(Stored dataset items)

::::::

//! Object proxy: one backend call per request
//!
//! The proxy is the single point where the gateway touches the backend.
//! Each `execute` issues exactly one storage call under a per-request
//! timeout, with no caching and no internal retries. If the caller disconnects,
//! axum drops the handler future and the in-flight call is cancelled with
//! it.

use crate::error::ProxyError;
use bytes::Bytes;
use filegate_store::{ObjectKey, ObjectStore, OperationKind, ScopedCredential, StoreError};
use std::future::Future;
use std::sync::Arc;
use std::time::Duration;
use tracing::instrument;

/// Result of a successfully proxied backend call
#[derive(Debug)]
pub enum ProxyOutcome {
    /// Object written; the request's content type is echoed back
    Stored { content_type: String },
    /// Object read; stored bytes and stored content type, unmodified
    Fetched { content_type: String, body: Bytes },
    /// Object removed
    Deleted,
}

/// Executes backend storage calls with a scoped credential
pub struct ObjectProxy {
    store: Arc<dyn ObjectStore>,
    timeout: Duration,
}

impl ObjectProxy {
    /// Create a proxy over the given store with a per-call timeout
    pub fn new(store: Arc<dyn ObjectStore>, timeout: Duration) -> Self {
        Self { store, timeout }
    }

    /// Execute one backend call for `operation` at `key`.
    ///
    /// PUT requires a body; GET and DELETE require none. The payload is
    /// passed through verbatim in both directions.
    #[instrument(skip(self, credential, body), fields(operation = %operation, key = %key))]
    pub async fn execute(
        &self,
        operation: OperationKind,
        key: &ObjectKey,
        credential: &ScopedCredential,
        content_type: &str,
        body: Option<Bytes>,
    ) -> Result<ProxyOutcome, ProxyError> {
        match operation {
            OperationKind::Put => {
                let Some(data) = body else {
                    return Err(ProxyError::BodyMismatch { operation });
                };
                self.bounded(self.store.put_object(key, content_type, data, credential))
                    .await?;
                Ok(ProxyOutcome::Stored {
                    content_type: content_type.to_string(),
                })
            }
            OperationKind::Get => {
                if body.is_some() {
                    return Err(ProxyError::BodyMismatch { operation });
                }
                let object = self.bounded(self.store.get_object(key, credential)).await?;
                Ok(ProxyOutcome::Fetched {
                    content_type: object.content_type,
                    body: object.data,
                })
            }
            OperationKind::Delete => {
                if body.is_some() {
                    return Err(ProxyError::BodyMismatch { operation });
                }
                self.bounded(self.store.delete_object(key, credential)).await?;
                Ok(ProxyOutcome::Deleted)
            }
        }
    }

    /// Run one store call under the per-request timeout. On expiry the
    /// future is dropped, abandoning the in-flight backend call.
    async fn bounded<T>(
        &self,
        call: impl Future<Output = Result<T, StoreError>>,
    ) -> Result<T, ProxyError> {
        match tokio::time::timeout(self.timeout, call).await {
            Ok(result) => result.map_err(ProxyError::from),
            Err(_) => Err(ProxyError::Timeout {
                seconds: self.timeout.as_secs(),
            }),
        }
    }
}
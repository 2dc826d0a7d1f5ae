//! Gateway configuration

use serde::{Deserialize, Serialize};

/// Gateway server configuration
#[derive(Clone, Debug, Serialize, Deserialize)]
pub struct GatewayConfig {
    /// Host to bind to
    pub host: String,
    /// Port to listen on
    pub port: u16,
    /// Object-storage backend base URL; `None` means in-memory storage
    pub backend_url: Option<String>,
    /// Storage resource (bucket) this gateway serves
    pub resource: String,
    /// Shared signing secret for scoped credentials; generated when absent
    pub credential_secret: Option<String>,
    /// Lifetime of an issued credential (seconds)
    pub credential_ttl_secs: u64,
    /// Force the in-memory store (for testing/development)
    pub use_memory_store: bool,
    /// Per-request backend call timeout (seconds)
    pub backend_timeout_secs: u64,
    /// Maximum request body size (bytes)
    pub max_body_size: usize,
    /// Enable CORS
    pub cors_enabled: bool,
}

impl Default for GatewayConfig {
    fn default() -> Self {
        Self {
            host: "0.0.0.0".to_string(),
            port: 8080,
            backend_url: None,
            resource: "filegate".to_string(),
            credential_secret: None,
            credential_ttl_secs: 60,
            use_memory_store: false,
            backend_timeout_secs: 30,
            max_body_size: 1024 * 1024 * 1024, // 1 GB
            cors_enabled: true,
        }
    }
}

impl GatewayConfig {
    /// Get the bind address
    pub fn bind_addr(&self) -> String {
        format!("{}:{}", self.host, self.port)
    }
}
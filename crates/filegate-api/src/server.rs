//! Server startup and lifecycle

use crate::{routes, AppState, GatewayConfig};
use std::sync::Arc;
use tokio::net::TcpListener;
use tracing::info;

/// Run the gateway server
pub async fn run_server(config: GatewayConfig) -> anyhow::Result<()> {
    let state = Arc::new(AppState::new(config.clone()).await?);
    let app = routes::create_router(state);

    let addr = config.bind_addr();
    let listener = TcpListener::bind(&addr).await?;

    info!("🚀 Filegate listening on http://{}", addr);
    info!("📦 File API ready at /files/{{folder}}/{{file}}");

    axum::serve(listener, app).await?;

    Ok(())
}

/// Run server with graceful shutdown
pub async fn run_server_with_shutdown(
    config: GatewayConfig,
    shutdown_signal: impl std::future::Future<Output = ()> + Send + 'static,
) -> anyhow::Result<()> {
    let state = Arc::new(AppState::new(config.clone()).await?);
    let app = routes::create_router(state);

    let addr = config.bind_addr();
    let listener = TcpListener::bind(&addr).await?;

    info!("🚀 Filegate listening on http://{}", addr);

    axum::serve(listener, app)
        .with_graceful_shutdown(shutdown_signal)
        .await?;

    info!("👋 Gateway shutdown complete");

    Ok(())
}
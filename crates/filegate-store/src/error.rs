//! Error types for the filegate-store crate

use crate::key::ObjectKey;
use thiserror::Error;

/// Result type alias using `StoreError`
pub type Result<T> = std::result::Result<T, StoreError>;

/// Errors that can occur during object storage operations
#[derive(Error, Debug)]
pub enum StoreError {
    /// No object at the given key
    #[error("object not found: {0}")]
    NotFound(ObjectKey),

    /// The credential's scope does not cover the attempted action
    #[error("access denied: {0}")]
    AccessDenied(String),

    /// The backend exists but cannot serve the request right now
    #[error("backend unavailable: {0}")]
    Unavailable(String),

    /// The backend call did not complete in time
    #[error("backend timed out after {seconds}s")]
    Timeout { seconds: u64 },

    /// Could not reach the backend at all
    #[error("connection error: {0}")]
    Connection(String),

    /// Unexpected HTTP-level failure from the backend
    #[error("http error: {0}")]
    Http(String),

    /// Store was configured incorrectly
    #[error("configuration error: {0}")]
    Configuration(String),
}

impl From<reqwest::Error> for StoreError {
    fn from(err: reqwest::Error) -> Self {
        if err.is_timeout() {
            StoreError::Timeout { seconds: 30 }
        } else if err.is_connect() {
            StoreError::Connection(err.to_string())
        } else {
            StoreError::Http(err.to_string())
        }
    }
}
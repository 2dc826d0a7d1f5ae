//! HTTP route definitions

use crate::{handlers, middleware, AppState};
use axum::{
    extract::DefaultBodyLimit,
    middleware as axum_middleware,
    routing::{any, get},
    Router,
};
use std::sync::Arc;
use tower_http::{
    cors::{Any, CorsLayer},
    trace::TraceLayer,
};

/// Create the main router
pub fn create_router(state: Arc<AppState>) -> Router {
    // CORS configuration
    let cors = CorsLayer::new()
        .allow_origin(Any)
        .allow_methods(Any)
        .allow_headers(Any)
        .expose_headers(Any);

    // The file surface is one grammar, so `/files/...` funnels into a
    // single entry point and the pure router decides what it means. No
    // compression layer: payload pass-through is bit-exact by contract.
    let mut router = Router::new()
        .route("/healthz", get(handlers::health_check))
        .route("/files", any(handlers::object_entry))
        .route("/files/{*rest}", any(handlers::object_entry))
        .fallback(handlers::not_found)
        .layer(axum_middleware::from_fn(middleware::request_id_middleware))
        .layer(axum_middleware::from_fn(middleware::logging_middleware))
        .layer(TraceLayer::new_for_http())
        .layer(DefaultBodyLimit::max(state.config.max_body_size));

    if state.config.cors_enabled {
        router = router.layer(cors);
    }

    router.with_state(state)
}
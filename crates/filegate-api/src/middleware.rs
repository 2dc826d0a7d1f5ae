//! HTTP middleware for request identification and logging

use axum::{body::Body, http::Request, middleware::Next, response::Response};

/// Request ID extension
#[derive(Clone)]
pub struct RequestId(pub String);

/// Request ID middleware - adds an x-request-id header to every response
pub async fn request_id_middleware(mut request: Request<Body>, next: Next) -> Response {
    let request_id = uuid::Uuid::new_v4().to_string();
    request.extensions_mut().insert(RequestId(request_id.clone()));

    let mut response = next.run(request).await;
    if let Ok(value) = request_id.parse() {
        response.headers_mut().insert("x-request-id", value);
    }
    response
}

/// Logging middleware
pub async fn logging_middleware(request: Request<Body>, next: Next) -> Response {
    let method = request.method().clone();
    let uri = request.uri().clone();
    let start = std::time::Instant::now();

    let response = next.run(request).await;

    let duration = start.elapsed();
    let status = response.status();

    tracing::info!(
        method = %method,
        uri = %uri,
        status = %status.as_u16(),
        duration_ms = %duration.as_millis(),
        "Request completed"
    );

    response
}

::::::

▶ _GOAL OF THE EXERCISE_
Restate verbatim the first line above and all lines after it through the line containing "is echoed back"; omit the rest.

▶ _SOLUTION TO THIS EXERCISE_
//! Object proxy: one backend call per request
//!
//! The proxy is the single point where the gateway touches the backend.
//! Each `execute` issues exactly one storage call under a per-request
//! timeout, with no caching and no internal retries. If the caller disconnects,
//! axum drops the handler future and the in-flight call is cancelled with
//! it.

use crate::error::ProxyError;
use bytes::Bytes;
use filegate_store::{ObjectKey, ObjectStore, OperationKind, ScopedCredential, StoreError};
use std::future::Future;
use std::sync::Arc;
use std::time::Duration;
use tracing::instrument;

/// Result of a successfully proxied backend call
#[derive(Debug)]
pub enum ProxyOutcome {
    /// Object written; the request's content type is echoed back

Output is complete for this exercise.